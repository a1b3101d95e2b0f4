//! In-memory destination client for testing.

use super::FolderStream;
use crate::DestinationClient;
use crate::error::{ErrorKind, Result};
use crate::models::{Folder, FolderId, Role};
use async_stream::stream;
use async_trait::async_trait;
use std::collections::HashSet;
use tokio::sync::RwLock;

/// A file uploaded into a [`MockDestination`].
#[derive(Debug, Clone, PartialEq, Eq)]
pub struct StoredFile {
    pub id: String,
    pub name: String,
    pub parent: FolderId,
    pub data: Vec<u8>,
}

#[derive(Default)]
struct State {
    folders: Vec<Folder>,
    permissions: Vec<(FolderId, String, Role)>,
    files: Vec<StoredFile>,
    folder_creates: usize,
    upload_attempts: Vec<String>,
    next_id: usize,
}

impl State {
    fn next_id(&mut self, prefix: &str) -> String {
        self.next_id += 1;
        format!("{prefix}-{}", self.next_id)
    }
}

/// In-memory destination client for testing.
///
/// Folders, permissions and files live behind a [`RwLock`]; every call is
/// counted so tests can assert on exactly what reached the "service".
/// `create_folder` yields to the scheduler before committing, which lets
/// concurrent callers interleave the way they would against a real network.
///
/// # Examples
///
/// ```
/// use crosscloud_destination::{DestinationClient, MockDestination};
///
/// # #[tokio::main(flavor = "current_thread")]
/// # async fn main() -> Result<(), Box<dyn std::error::Error>> {
/// let drive = MockDestination::with_folders([("existing-id", "Existing")]);
/// let id = drive.create_folder("New").await?;
/// drive.create_file("a.txt", &id, b"data".to_vec()).await?;
/// assert_eq!(drive.list_folders().await?.len(), 2);
/// assert_eq!(drive.files().await.len(), 1);
/// # Ok(())
/// # }
/// ```
#[derive(Default)]
pub struct MockDestination {
    state: RwLock<State>,
    fail_listing: bool,
    failing_folders: HashSet<String>,
    failing_grantees: HashSet<String>,
    failing_uploads: HashSet<String>,
}

impl MockDestination {
    /// Create a mock pre-populated with `(id, name)` folders.
    pub fn with_folders<'a>(folders: impl IntoIterator<Item = (&'a str, &'a str)>) -> Self {
        let state = State {
            folders: folders.into_iter().map(|(id, name)| Folder::new(id, name)).collect(),
            ..State::default()
        };
        Self {
            state: RwLock::new(state),
            ..Self::default()
        }
    }

    /// Make folder listing fail with an HTTP 500 status.
    pub fn with_failing_listing(mut self) -> Self {
        self.fail_listing = true;
        self
    }

    /// Make creating a folder called `name` fail with an HTTP 500 status.
    pub fn with_failing_folder(mut self, name: impl Into<String>) -> Self {
        self.failing_folders.insert(name.into());
        self
    }

    /// Make granting access to `grantee` fail with an HTTP 400 status.
    pub fn with_failing_grantee(mut self, grantee: impl Into<String>) -> Self {
        self.failing_grantees.insert(grantee.into());
        self
    }

    /// Make uploading a file called `name` fail with an HTTP 500 status.
    pub fn with_failing_upload(mut self, name: impl Into<String>) -> Self {
        self.failing_uploads.insert(name.into());
        self
    }

    /// All folders, pre-populated and created.
    pub async fn folders(&self) -> Vec<Folder> {
        self.state.read().await.folders.clone()
    }

    /// Number of `create_folder` calls that reached the mock, including
    /// failed ones.
    pub async fn folder_creates(&self) -> usize {
        self.state.read().await.folder_creates
    }

    /// Every permission granted, as `(folder, grantee, role)`.
    pub async fn permissions(&self) -> Vec<(FolderId, String, Role)> {
        self.state.read().await.permissions.clone()
    }

    /// Every file successfully uploaded.
    pub async fn files(&self) -> Vec<StoredFile> {
        self.state.read().await.files.clone()
    }

    /// Names of every upload attempted, including failed ones.
    pub async fn upload_attempts(&self) -> Vec<String> {
        self.state.read().await.upload_attempts.clone()
    }
}

#[async_trait]
impl DestinationClient for MockDestination {
    fn name(&self) -> &str {
        "mock"
    }

    fn folder_stream(&self) -> FolderStream<'_> {
        Box::pin(stream! {
            if self.fail_listing {
                yield Err(exn::Exn::from(ErrorKind::Status(500)));
                return;
            }
            // Snapshot under the read lock, then drop it before yielding.
            let folders = self.state.read().await.folders.clone();
            for folder in folders {
                yield Ok(folder);
            }
        })
    }

    async fn create_folder(&self, name: &str) -> Result<FolderId> {
        self.state.write().await.folder_creates += 1;
        tokio::task::yield_now().await;
        if self.failing_folders.contains(name) {
            exn::bail!(ErrorKind::Status(500));
        }
        let mut state = self.state.write().await;
        let id = FolderId::new(state.next_id("folder"));
        state.folders.push(Folder::new(id.clone(), name));
        Ok(id)
    }

    async fn create_permission(&self, folder: &FolderId, grantee: &str, role: Role) -> Result<()> {
        if self.failing_grantees.contains(grantee) {
            exn::bail!(ErrorKind::Status(400));
        }
        let mut state = self.state.write().await;
        if !state.folders.iter().any(|f| &f.id == folder) {
            exn::bail!(ErrorKind::NotFound(folder.to_string()));
        }
        state.permissions.push((folder.clone(), grantee.to_string(), role));
        Ok(())
    }

    async fn create_file(&self, name: &str, parent: &FolderId, data: Vec<u8>) -> Result<String> {
        let mut state = self.state.write().await;
        state.upload_attempts.push(name.to_string());
        if self.failing_uploads.contains(name) {
            exn::bail!(ErrorKind::Status(500));
        }
        if !state.folders.iter().any(|f| &f.id == parent) {
            exn::bail!(ErrorKind::NotFound(parent.to_string()));
        }
        let id = state.next_id("file");
        state.files.push(StoredFile {
            id: id.clone(),
            name: name.to_string(),
            parent: parent.clone(),
            data,
        });
        Ok(id)
    }
}

#[cfg(test)]
mod tests {
    use super::*;

    #[tokio::test]
    async fn test_list_prepopulated() {
        let drive = MockDestination::with_folders([("a", "Alpha"), ("b", "Beta")]);
        let folders = drive.list_folders().await.unwrap();
        assert_eq!(folders, [Folder::new("a", "Alpha"), Folder::new("b", "Beta")]);
    }

    #[tokio::test]
    async fn test_failing_listing() {
        let drive = MockDestination::default().with_failing_listing();
        assert_eq!(*drive.list_folders().await.unwrap_err(), ErrorKind::Status(500));
    }

    #[tokio::test]
    async fn test_create_folder_counts_calls() {
        let drive = MockDestination::default().with_failing_folder("Broken");
        let id = drive.create_folder("Works").await.unwrap();
        assert!(drive.create_folder("Broken").await.is_err());
        assert_eq!(drive.folder_creates().await, 2);
        assert_eq!(drive.folders().await, [Folder::new(id, "Works")]);
    }

    #[tokio::test]
    async fn test_permission_requires_folder() {
        let drive = MockDestination::with_folders([("a", "Alpha")]);
        drive.create_permission(&FolderId::new("a"), "user@x.com", Role::Writer).await.unwrap();
        let err = drive.create_permission(&FolderId::new("nope"), "user@x.com", Role::Writer).await.unwrap_err();
        assert!(matches!(&*err, ErrorKind::NotFound(_)));
        assert_eq!(drive.permissions().await, [(FolderId::new("a"), "user@x.com".to_string(), Role::Writer)]);
    }

    #[tokio::test]
    async fn test_upload_records_attempts() {
        let drive = MockDestination::with_folders([("a", "Alpha")]).with_failing_upload("bad.txt");
        let parent = FolderId::new("a");
        drive.create_file("good.txt", &parent, b"1".to_vec()).await.unwrap();
        assert!(drive.create_file("bad.txt", &parent, b"2".to_vec()).await.is_err());
        assert_eq!(drive.upload_attempts().await, ["good.txt", "bad.txt"]);
        let files = drive.files().await;
        assert_eq!(files.len(), 1);
        assert_eq!(files[0].name, "good.txt");
        assert_eq!(files[0].parent, parent);
    }
}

▶ [What to do]:
Reproduce each line above that contains "failed".

▶ [Answer space]:
    /// failed ones.
    /// Names of every upload attempted, including failed ones.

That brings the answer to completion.